**What is needed:** Go through the material underneath and show every line where the string "checks" occurs.

**Input records:**
* * * *
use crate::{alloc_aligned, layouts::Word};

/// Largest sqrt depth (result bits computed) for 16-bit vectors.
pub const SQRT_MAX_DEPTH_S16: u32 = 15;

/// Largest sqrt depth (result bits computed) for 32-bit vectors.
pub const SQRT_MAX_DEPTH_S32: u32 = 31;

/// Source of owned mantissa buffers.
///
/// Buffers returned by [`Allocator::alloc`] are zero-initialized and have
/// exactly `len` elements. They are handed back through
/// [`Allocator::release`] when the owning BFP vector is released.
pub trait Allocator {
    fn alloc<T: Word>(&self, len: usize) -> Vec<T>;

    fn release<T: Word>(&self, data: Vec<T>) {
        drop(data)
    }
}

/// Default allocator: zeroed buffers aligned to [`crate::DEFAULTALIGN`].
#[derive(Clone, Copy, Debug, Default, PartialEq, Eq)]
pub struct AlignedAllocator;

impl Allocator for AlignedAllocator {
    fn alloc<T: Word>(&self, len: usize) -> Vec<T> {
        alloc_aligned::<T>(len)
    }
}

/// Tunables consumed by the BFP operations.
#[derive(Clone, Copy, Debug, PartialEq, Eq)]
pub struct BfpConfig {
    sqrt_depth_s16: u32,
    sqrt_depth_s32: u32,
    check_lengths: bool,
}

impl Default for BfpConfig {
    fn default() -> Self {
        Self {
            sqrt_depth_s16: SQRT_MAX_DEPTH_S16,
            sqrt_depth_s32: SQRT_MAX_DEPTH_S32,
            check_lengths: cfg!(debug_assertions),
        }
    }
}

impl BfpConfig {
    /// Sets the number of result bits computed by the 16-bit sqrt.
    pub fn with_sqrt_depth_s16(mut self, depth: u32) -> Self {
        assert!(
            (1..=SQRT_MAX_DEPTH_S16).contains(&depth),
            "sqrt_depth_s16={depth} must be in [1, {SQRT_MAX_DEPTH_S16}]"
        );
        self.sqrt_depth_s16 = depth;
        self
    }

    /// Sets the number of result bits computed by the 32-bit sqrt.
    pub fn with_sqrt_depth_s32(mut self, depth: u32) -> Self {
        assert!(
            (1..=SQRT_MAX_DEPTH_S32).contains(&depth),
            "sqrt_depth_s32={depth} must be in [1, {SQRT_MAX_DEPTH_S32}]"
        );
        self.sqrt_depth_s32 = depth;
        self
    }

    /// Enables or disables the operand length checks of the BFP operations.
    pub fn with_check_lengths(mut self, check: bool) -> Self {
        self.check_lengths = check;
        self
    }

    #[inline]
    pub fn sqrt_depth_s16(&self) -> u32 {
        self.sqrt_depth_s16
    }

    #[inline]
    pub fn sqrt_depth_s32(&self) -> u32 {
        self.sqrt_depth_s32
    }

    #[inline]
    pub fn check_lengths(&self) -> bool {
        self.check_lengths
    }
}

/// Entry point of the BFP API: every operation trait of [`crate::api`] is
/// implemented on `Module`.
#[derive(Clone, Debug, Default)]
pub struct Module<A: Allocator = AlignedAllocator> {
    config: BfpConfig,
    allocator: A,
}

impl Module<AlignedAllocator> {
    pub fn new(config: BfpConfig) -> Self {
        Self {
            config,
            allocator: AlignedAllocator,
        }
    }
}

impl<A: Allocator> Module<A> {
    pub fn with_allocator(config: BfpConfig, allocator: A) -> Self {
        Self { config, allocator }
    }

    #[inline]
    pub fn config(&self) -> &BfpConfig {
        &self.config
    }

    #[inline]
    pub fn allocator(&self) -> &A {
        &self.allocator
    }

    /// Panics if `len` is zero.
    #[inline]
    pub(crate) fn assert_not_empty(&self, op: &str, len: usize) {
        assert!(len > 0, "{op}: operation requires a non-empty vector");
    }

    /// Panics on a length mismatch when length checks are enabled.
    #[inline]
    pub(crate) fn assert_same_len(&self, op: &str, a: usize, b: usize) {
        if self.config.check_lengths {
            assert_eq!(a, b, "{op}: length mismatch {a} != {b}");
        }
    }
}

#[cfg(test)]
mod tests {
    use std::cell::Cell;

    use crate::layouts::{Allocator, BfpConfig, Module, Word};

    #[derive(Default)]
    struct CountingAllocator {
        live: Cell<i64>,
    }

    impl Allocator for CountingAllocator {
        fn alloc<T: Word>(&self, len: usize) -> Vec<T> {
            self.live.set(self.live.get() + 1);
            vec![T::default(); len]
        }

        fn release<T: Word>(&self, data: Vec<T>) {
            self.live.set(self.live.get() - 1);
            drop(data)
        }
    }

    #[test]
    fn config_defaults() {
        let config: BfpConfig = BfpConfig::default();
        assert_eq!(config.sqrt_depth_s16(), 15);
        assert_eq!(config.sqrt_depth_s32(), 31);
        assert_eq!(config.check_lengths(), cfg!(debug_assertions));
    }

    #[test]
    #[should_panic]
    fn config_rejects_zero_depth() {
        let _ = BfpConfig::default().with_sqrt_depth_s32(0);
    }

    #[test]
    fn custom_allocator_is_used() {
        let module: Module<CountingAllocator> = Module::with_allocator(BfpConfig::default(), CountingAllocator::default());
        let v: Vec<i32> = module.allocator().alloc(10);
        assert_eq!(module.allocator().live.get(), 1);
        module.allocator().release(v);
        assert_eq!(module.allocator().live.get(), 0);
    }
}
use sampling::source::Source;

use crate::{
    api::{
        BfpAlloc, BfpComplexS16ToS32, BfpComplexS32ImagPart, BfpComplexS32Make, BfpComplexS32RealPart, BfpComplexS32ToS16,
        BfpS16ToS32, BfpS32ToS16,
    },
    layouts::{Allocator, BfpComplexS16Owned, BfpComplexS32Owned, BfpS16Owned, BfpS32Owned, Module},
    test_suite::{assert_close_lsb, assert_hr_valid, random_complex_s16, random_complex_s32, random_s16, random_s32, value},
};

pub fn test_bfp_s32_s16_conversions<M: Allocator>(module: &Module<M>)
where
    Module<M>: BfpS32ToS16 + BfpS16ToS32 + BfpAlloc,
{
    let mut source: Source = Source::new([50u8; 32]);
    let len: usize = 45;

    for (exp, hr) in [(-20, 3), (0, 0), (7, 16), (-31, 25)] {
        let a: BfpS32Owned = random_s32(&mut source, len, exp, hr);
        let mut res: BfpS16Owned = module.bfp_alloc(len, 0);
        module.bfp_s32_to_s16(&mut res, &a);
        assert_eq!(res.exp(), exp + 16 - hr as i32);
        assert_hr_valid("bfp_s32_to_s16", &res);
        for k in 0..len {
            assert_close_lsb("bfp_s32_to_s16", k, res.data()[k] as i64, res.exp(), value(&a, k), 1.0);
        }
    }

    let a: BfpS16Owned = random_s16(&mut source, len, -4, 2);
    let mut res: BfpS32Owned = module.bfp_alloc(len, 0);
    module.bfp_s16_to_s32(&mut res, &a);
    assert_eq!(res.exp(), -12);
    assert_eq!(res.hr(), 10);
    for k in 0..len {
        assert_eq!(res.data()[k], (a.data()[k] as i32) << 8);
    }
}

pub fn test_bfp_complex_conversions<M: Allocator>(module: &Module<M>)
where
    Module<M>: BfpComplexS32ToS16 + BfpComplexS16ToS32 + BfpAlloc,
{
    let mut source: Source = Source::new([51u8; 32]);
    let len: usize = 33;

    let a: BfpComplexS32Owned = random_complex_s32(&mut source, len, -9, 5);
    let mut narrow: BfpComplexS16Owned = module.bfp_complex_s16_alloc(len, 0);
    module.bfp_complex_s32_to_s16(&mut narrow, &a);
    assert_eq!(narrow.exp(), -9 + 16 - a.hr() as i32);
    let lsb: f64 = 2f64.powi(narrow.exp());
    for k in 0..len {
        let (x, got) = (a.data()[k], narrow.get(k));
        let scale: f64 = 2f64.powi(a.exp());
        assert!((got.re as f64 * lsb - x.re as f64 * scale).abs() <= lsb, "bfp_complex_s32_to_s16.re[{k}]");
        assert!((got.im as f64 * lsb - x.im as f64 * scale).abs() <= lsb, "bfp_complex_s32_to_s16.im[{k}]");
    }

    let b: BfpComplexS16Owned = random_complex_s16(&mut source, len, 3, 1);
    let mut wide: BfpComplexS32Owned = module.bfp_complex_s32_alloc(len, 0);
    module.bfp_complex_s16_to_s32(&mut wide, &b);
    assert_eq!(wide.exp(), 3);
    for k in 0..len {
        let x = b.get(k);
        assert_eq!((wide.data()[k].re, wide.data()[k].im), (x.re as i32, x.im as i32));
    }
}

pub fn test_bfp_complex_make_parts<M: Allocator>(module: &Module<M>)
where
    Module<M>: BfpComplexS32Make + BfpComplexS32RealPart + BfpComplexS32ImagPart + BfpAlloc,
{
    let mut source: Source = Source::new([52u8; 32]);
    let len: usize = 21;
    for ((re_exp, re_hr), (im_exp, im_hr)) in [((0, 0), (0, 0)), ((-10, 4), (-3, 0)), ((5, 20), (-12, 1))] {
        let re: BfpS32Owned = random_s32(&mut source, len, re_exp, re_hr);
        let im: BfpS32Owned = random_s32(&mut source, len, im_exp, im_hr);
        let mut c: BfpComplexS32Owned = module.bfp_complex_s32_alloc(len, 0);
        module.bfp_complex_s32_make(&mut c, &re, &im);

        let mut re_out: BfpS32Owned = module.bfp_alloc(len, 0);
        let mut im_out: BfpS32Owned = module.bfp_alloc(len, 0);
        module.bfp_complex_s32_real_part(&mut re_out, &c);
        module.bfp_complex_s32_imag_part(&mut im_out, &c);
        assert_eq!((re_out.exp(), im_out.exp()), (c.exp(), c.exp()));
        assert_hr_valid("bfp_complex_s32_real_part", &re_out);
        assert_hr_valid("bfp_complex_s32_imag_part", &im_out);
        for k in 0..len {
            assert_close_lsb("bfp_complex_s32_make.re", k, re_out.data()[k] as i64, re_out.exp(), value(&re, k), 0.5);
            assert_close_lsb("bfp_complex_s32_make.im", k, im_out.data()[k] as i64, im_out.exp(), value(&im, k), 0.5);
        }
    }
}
* * * *
**Output of the task:**
    /// Enables or disables the operand length checks of the BFP operations.
    /// Panics on a length mismatch when length checks are enabled.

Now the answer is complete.